Java Pluggable Annotation Processor

[Updated: Jan 23, 2016, Created: Dec 28, 2015]

Java 6 introduced Annotation processing API. This is compile time processing rather than runtime. During runtime we can still use reflections to analyze the annotation and customize the behavior. Compile time annotation processing is entirely different concept. With javac process, we can plug in our custom annotation 'processor' (a Java class) and can do the following things.

  • Based on the information provided by the annotations in code, we can do some validations and issue custom errors/warnings. Errors will cause compilation to fail. That means we can add more compile time type safety. We can also enforce some design rules.
  • Generate new code and create .java files, which will also get compiled by the already running compiler. In fact we can create any type of file e.g. properties/resources etc.

Writing the Processor

  1. Extend the class javax.annotation.processing.AbstractProcessor (implements Processor)
  2. Override process(Set<? extends TypeElement> annotations, RoundEnvironment roundEnv). This is the only abstract method we have to override. We put all our processing logic in this method (the processing API will be explained later).
  3. Put annotation @SupportedAnnotationTypes(...) on the class level to specify what annotations we want to register to. Or override getSupportedAnnotationTypes and return Set<String> with the same.
  4. Put annotation @SupportedSourceVersion to specify what java version we are targeting. Or override getSupportedSourceVersion and return the same.
    public class MyAnnotationProcessor extends AbstractProcessor {
        public boolean process(Set<? extends TypeElement> annotations,
                                                RoundEnvironment roundEnv) {
            //processing logic here
            //returning false means other registered processor can still
            //continue processing
            return false;
  5. Register the processor as SPI implementation (SPI? Explained here). Create a file META-INF/services/javax.annotation.processing.Processor and put fully qualified class name of your processor.
  6. The processor should not get invoked during it's own compilation process. We have to set javac option -proc:none (so the compiler will not try to load the processors). If we don't set this option, we will likely to get error: Bad service configuration file. Also we have to package it as jar. The client code will have that jar in it's classpath. The processor will be called during client compilation (javac) invocation.
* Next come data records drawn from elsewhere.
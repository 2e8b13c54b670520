// Copyright © SixtyFPS GmbH <info@slint.dev>
// SPDX-License-Identifier: MIT

use chrono::{FixedOffset, Offset, Utc};
use serde::{Deserialize, Serialize};

use crate::{ConfigError, PinMap};

/// A colour packed as 5 bits red, 6 bits green, 5 bits blue.
#[derive(Serialize, Deserialize, Clone, Copy, Debug, Default, PartialEq, Eq)]
#[serde(transparent)]
pub struct Rgb565(pub u16);

impl Rgb565 {
    pub const BLACK: Self = Self(0x0000);
    pub const WHITE: Self = Self(0xFFFF);
    pub const RED: Self = Self(0xF800);

    pub const fn from_rgb888(r: u8, g: u8, b: u8) -> Self {
        Self(((r as u16 >> 3) << 11) | ((g as u16 >> 2) << 5) | (b as u16 >> 3))
    }

    /// Widens back to 8 bits per channel, replicating the high bits into the low ones.
    pub const fn to_rgb888(self) -> (u8, u8, u8) {
        let r = ((self.0 >> 11) & 0x1F) as u8;
        let g = ((self.0 >> 5) & 0x3F) as u8;
        let b = (self.0 & 0x1F) as u8;
        ((r << 3) | (r >> 2), (g << 2) | (g >> 4), (b << 3) | (b >> 2))
    }
}

/// Panel orientation in quarter turns.
#[derive(Serialize, Deserialize, Clone, Copy, Debug, Default, PartialEq, Eq)]
#[serde(try_from = "u8", into = "u8")]
pub enum Rotation {
    Portrait,
    Landscape,
    PortraitFlipped,
    /// Puts (0, 0) next to the USB connector on the CYD.
    #[default]
    LandscapeFlipped,
}

impl TryFrom<u8> for Rotation {
    type Error = ConfigError;

    fn try_from(value: u8) -> Result<Self, Self::Error> {
        match value {
            0 => Ok(Rotation::Portrait),
            1 => Ok(Rotation::Landscape),
            2 => Ok(Rotation::PortraitFlipped),
            3 => Ok(Rotation::LandscapeFlipped),
            other => Err(ConfigError::InvalidRotation(other)),
        }
    }
}

impl From<Rotation> for u8 {
    fn from(rotation: Rotation) -> Self {
        rotation as u8
    }
}

#[derive(Serialize, Deserialize, Clone, Debug, PartialEq, Eq)]
#[serde(default, deny_unknown_fields)]
pub struct DisplayConfig {
    pub background: Rgb565,
    pub rotation: Rotation,
}

impl Default for DisplayConfig {
    fn default() -> Self {
        Self {
            background: Rgb565(0x0006),
            rotation: Rotation::LandscapeFlipped,
        }
    }
}

/// Time synchronisation settings.
///
/// Feed timestamps are published in GMT, so the clock itself is kept in GMT
/// and the offsets only matter when a time is shown to the user.
#[derive(Serialize, Deserialize, Clone, Debug, PartialEq, Eq)]
#[serde(default, deny_unknown_fields)]
pub struct NtpConfig {
    pub server: String,
    pub gmt_offset_sec: i32,
    pub daylight_offset_sec: i32,
}

impl Default for NtpConfig {
    fn default() -> Self {
        Self {
            server: "pool.ntp.org".into(),
            gmt_offset_sec: 0,
            daylight_offset_sec: 3600,
        }
    }
}

impl NtpConfig {
    /// Offset to apply when formatting clock times for the display.
    pub fn display_offset(&self) -> FixedOffset {
        let secs = self.gmt_offset_sec.saturating_add(self.daylight_offset_sec);
        FixedOffset::east_opt(secs).unwrap_or_else(|| {
            log::warn!("Display offset {secs}s out of range, falling back to GMT");
            Utc.fix()
        })
    }
}

/// Device configuration, built once at startup and never mutated.
#[derive(Serialize, Deserialize, Clone, Debug, PartialEq, Eq)]
#[serde(default, deny_unknown_fields)]
pub struct DeviceConfig {
    pub display: DisplayConfig,
    pub ntp: NtpConfig,
    /// Age in seconds after which a source gets its warning indicator.
    pub data_delay_alert_sec: u32,
    pub pins: PinMap,
}

impl Default for DeviceConfig {
    fn default() -> Self {
        Self {
            display: DisplayConfig::default(),
            ntp: NtpConfig::default(),
            data_delay_alert_sec: 1800,
            pins: PinMap::default(),
        }
    }
}

impl DeviceConfig {
    /// Overlays `json` on the defaults and validates the result.
    pub fn from_json_str(json: &str) -> Result<Self, ConfigError> {
        let config: Self = serde_json::from_str(json)?;
        config.validate()?;
        Ok(config)
    }

    pub fn validate(&self) -> Result<(), ConfigError> {
        if self.ntp.server.trim().is_empty() {
            return Err(ConfigError::EmptyNtpServer);
        }
        self.pins.validate()
    }
}

#[test]
fn test_default_config_matches_board() {
    let config = DeviceConfig::default();
    config.validate().unwrap();

    assert_eq!(config.display.background, Rgb565(0x0006));
    assert_eq!(u8::from(config.display.rotation), 3);
    assert_eq!(config.ntp.server, "pool.ntp.org");
    assert_eq!(config.ntp.gmt_offset_sec, 0);
    assert_eq!(config.ntp.daylight_offset_sec, 3600);
    assert_eq!(config.data_delay_alert_sec, 1800);
    assert_eq!(config.pins.i2c.sda.number(), 22);
    assert_eq!(config.pins.tft.dc.number(), 2);
}

#[test]
fn test_json_overlay_keeps_defaults() {
    let config = DeviceConfig::from_json_str(
        r#"{
            "display": { "rotation": 1 },
            "data_delay_alert_sec": 900,
            "pins": { "tft": { "backlight": 27, "cs": 15, "dc": 2, "miso": 12, "mosi": 13, "sclk": 14 },
                      "i2c": { "sda": 22, "scl": 21 } }
        }"#,
    )
    .unwrap();

    assert_eq!(config.display.rotation, Rotation::Landscape);
    assert_eq!(config.display.background, Rgb565(0x0006));
    assert_eq!(config.data_delay_alert_sec, 900);
    assert_eq!(config.ntp, NtpConfig::default());
    assert_eq!(config.pins.tft.backlight.number(), 27);
    assert_eq!(config.pins.touch.irq.number(), 36);
}

#[test]
fn test_json_partial_pin_group_overlay() {
    let config = DeviceConfig::from_json_str(r#"{ "pins": { "tft": { "backlight": 27 } } }"#).unwrap();

    assert_eq!(config.pins.tft.backlight.number(), 27);
    assert_eq!(config.pins.tft.sclk.number(), 14);
    assert_eq!(config.pins.i2c.scl.number(), 27);
}

#[test]
fn test_json_rejects_unknown_keys() {
    let err = DeviceConfig::from_json_str(r#"{ "data_delay_alert_secs": 60 }"#).unwrap_err();
    assert!(err.to_string().contains("unknown field"), "{err}");
}

#[test]
fn test_json_rejects_bad_rotation() {
    let err = DeviceConfig::from_json_str(r#"{ "display": { "rotation": 4 } }"#).unwrap_err();
    assert!(err.to_string().contains("rotation"), "{err}");
}

#[test]
fn test_json_rejects_pin_conflict() {
    let err = DeviceConfig::from_json_str(r#"{ "pins": { "i2c": { "sda": 21, "scl": 27 } } }"#).unwrap_err();
    assert!(matches!(err, ConfigError::PinConflict { pin: 21, .. }), "{err}");
}

#[test]
fn test_json_rejects_empty_ntp_server() {
    let err = DeviceConfig::from_json_str(r#"{ "ntp": { "server": " " } }"#).unwrap_err();
    assert!(matches!(err, ConfigError::EmptyNtpServer));
}

#[test]
fn test_display_offset() {
    assert_eq!(NtpConfig::default().display_offset().local_minus_utc(), 3600);
}

#[test]
fn test_rgb565_conversion() {
    assert_eq!(Rgb565::from_rgb888(255, 0, 0), Rgb565::RED);
    assert_eq!(Rgb565::from_rgb888(255, 255, 255), Rgb565::WHITE);
    assert_eq!(Rgb565::WHITE.to_rgb888(), (255, 255, 255));
    assert_eq!(Rgb565(0x0006).to_rgb888(), (0, 0, 49));
}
Our processing logic will involve the two parameters of the process() method and the protected AbstractProcessor#processingEnv (an instance of ProcessingEnvironment). In next page, we will see a full example in action. Let's get familiar with the API first.
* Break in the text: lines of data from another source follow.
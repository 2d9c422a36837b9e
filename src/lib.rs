//! # docoutline
//!
//! Document structure extraction for page-based documents.
//!
//! This library takes pages that an external parser has already decoded into
//! positioned text lines and turns them into a typed, hierarchical outline
//! that can be reflowed into another container format.
//!
//! ## Quick Start
//!
//! ```no_run
//! use docoutline::{outline_from_path, render};
//!
//! fn main() -> docoutline::Result<()> {
//!     // Load a layout dump and build the outline
//!     let outline = outline_from_path("layout.json")?;
//!
//!     // Table of contents
//!     for entry in outline.summary().toc {
//!         println!("{}{}", "  ".repeat(entry.depth), entry.title);
//!     }
//!
//!     println!("{}", render::to_json(&outline, render::JsonFormat::Pretty)?);
//!     Ok(())
//! }
//! ```
//!
//! ## Pipeline
//!
//! 1. **Collect**: read every page into ordered [`TextFragment`]s
//! 2. **Classify**: document-wide font statistics, then one [`Role`] per fragment
//! 3. **Resolve depths**: cluster heading font sizes into outline depths
//! 4. **Build**: turn the fragment stream into a [`DocumentSection`] tree
//! 5. **Summarize**: table of contents, word counts, role histogram

pub mod error;
pub mod model;
pub mod parser;
pub mod render;

// Re-export commonly used types
pub use error::{Error, Result};
pub use model::{
    BoundingBox, DocumentSection, LayoutDocument, LayoutPage, Outline, PageSource, RawLine, Role,
    TextFragment,
};
pub use parser::{
    BlockClassifier, DocumentStats, FragmentCollector, HeadingLevelResolver, OutlineOptions,
    StructureBuilder,
};
pub use render::{JsonFormat, MetadataAggregator, OutlineSummary, TocEntry};

use std::path::Path;

/// Build an outline from pages with default options.
///
/// # Example
///
/// ```
/// use docoutline::{extract_outline, BoundingBox, LayoutPage, RawLine};
///
/// let page = LayoutPage::letter()
///     .with_line(RawLine::new("Hello world", BoundingBox::new(72.0, 300.0, 200.0, 312.0)));
/// let outline = extract_outline(&[page]).unwrap();
/// assert_eq!(outline.sections.len(), 1);
/// assert!(outline.sections[0].is_untitled());
/// ```
pub fn extract_outline<P: PageSource + Sync>(pages: &[P]) -> Result<Outline> {
    extract_outline_with_options(pages, &OutlineOptions::default())
}

/// Build an outline from pages with custom options.
pub fn extract_outline_with_options<P: PageSource + Sync>(
    pages: &[P],
    options: &OutlineOptions,
) -> Result<Outline> {
    options.validate()?;

    let collected = FragmentCollector::new(options).collect(pages)?;
    let stats = DocumentStats::compute(&collected.fragments);
    let classified =
        BlockClassifier::new(options).classify(collected.fragments, &collected.pages, &stats);
    let leveled = HeadingLevelResolver::new(options).resolve(classified);
    let sections = StructureBuilder::new().build_sections(leveled);

    Ok(Outline {
        sections,
        stats: Some(stats),
        page_count: collected.pages.len(),
        skipped_fragments: collected.skipped,
    })
}

/// Build an outline from a JSON layout dump.
///
/// # Example
///
/// ```no_run
/// use docoutline::outline_from_path;
///
/// let outline = outline_from_path("layout.json").unwrap();
/// println!("Sections: {}", outline.section_count());
/// ```
pub fn outline_from_path<P: AsRef<Path>>(path: P) -> Result<Outline> {
    let doc = LayoutDocument::from_path(path)?;
    extract_outline(&doc.pages)
}

/// Build an outline from a JSON layout string.
pub fn outline_from_json(json: &str) -> Result<Outline> {
    let doc = LayoutDocument::from_json_str(json)?;
    extract_outline(&doc.pages)
}

/// Builder for configuring and running outline extraction.
///
/// # Example
///
/// ```no_run
/// use docoutline::Outliner;
///
/// let summary = Outliner::new()
///     .with_min_heading_size(14.0)
///     .sequential()
///     .extract_file("layout.json")?
///     .summary();
/// # Ok::<(), docoutline::Error>(())
/// ```
#[derive(Debug, Clone, Default)]
pub struct Outliner {
    options: OutlineOptions,
}

impl Outliner {
    /// Create a new builder with default options.
    pub fn new() -> Self {
        Self::default()
    }

    /// Create a builder from existing options.
    pub fn with_options(options: OutlineOptions) -> Self {
        Self { options }
    }

    /// Set the minimum heading font size.
    pub fn with_min_heading_size(mut self, size: f32) -> Self {
        self.options = self.options.with_min_heading_size(size);
        self
    }

    /// Set the header/footer band.
    pub fn with_header_footer_band(mut self, band: f32) -> Self {
        self.options = self.options.with_header_footer_band(band);
        self
    }

    /// Set the heading cluster tolerance.
    pub fn with_heading_cluster_tolerance(mut self, tolerance: f32) -> Self {
        self.options = self.options.with_heading_cluster_tolerance(tolerance);
        self
    }

    /// Set the bold heading word ceiling.
    pub fn with_bold_heading_word_limit(mut self, words: usize) -> Self {
        self.options = self.options.with_bold_heading_word_limit(words);
        self
    }

    /// Set the caption width ratio.
    pub fn with_caption_width_ratio(mut self, ratio: f32) -> Self {
        self.options = self.options.with_caption_width_ratio(ratio);
        self
    }

    /// Disable parallel page collection.
    pub fn sequential(mut self) -> Self {
        self.options = self.options.sequential();
        self
    }

    /// Current options.
    pub fn options(&self) -> &OutlineOptions {
        &self.options
    }

    /// Build an outline from pages.
    pub fn extract<P: PageSource + Sync>(&self, pages: &[P]) -> Result<Outline> {
        extract_outline_with_options(pages, &self.options)
    }

    /// Build an outline from a layout document.
    pub fn extract_document(&self, doc: &LayoutDocument) -> Result<Outline> {
        self.extract(&doc.pages)
    }

    /// Build an outline from a JSON layout file.
    pub fn extract_file<P: AsRef<Path>>(&self, path: P) -> Result<Outline> {
        let doc = LayoutDocument::from_path(path)?;
        self.extract_document(&doc)
    }
}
Package javax.annotation.processing


In our processor, we will be using AbstractProcessor#processingEnv to access Messager (to report error messages, warnings and notes), Filler (to write new files) and other utilities.


The process() method is passed with the instance of this class. process() method of each registered processor is called in stages/rounds. In each round all or a subset of the registered annotations are passed to the processor. Or if new code is generated by some processor there will be more rounds. With the instance of RoundEnvironment, we can know things about last round and if the current round is last one.

Processors run in JVM

Compiler process doesn't run in JVM but it invokes a JVM process (if there are any registered processors) to start the root process. That means, we can do anything we would do in a normal java application. We can even use third party libraries/frameworks, but we cannot access the runtime information of the code which is being compiled. That means we cannot get reflective information (e.g. the class type of a field etc). The processor API provides new packages javax.lang.model, javax.lang.model.element, javax.lang.model.type and javax.lang.model.util. For now we just have to understand two things.

  • javax.lang.model.element.Element: Represents a program element such as a package, class, field or method. It has only textual construct information like element name, the enclosing/enclosed elements tree and ElementKind.
  • javax.lang.model.type: Represents type in the Java programming language. This is analogous to what we do in reflection, but still we cannot instantiate anything with it.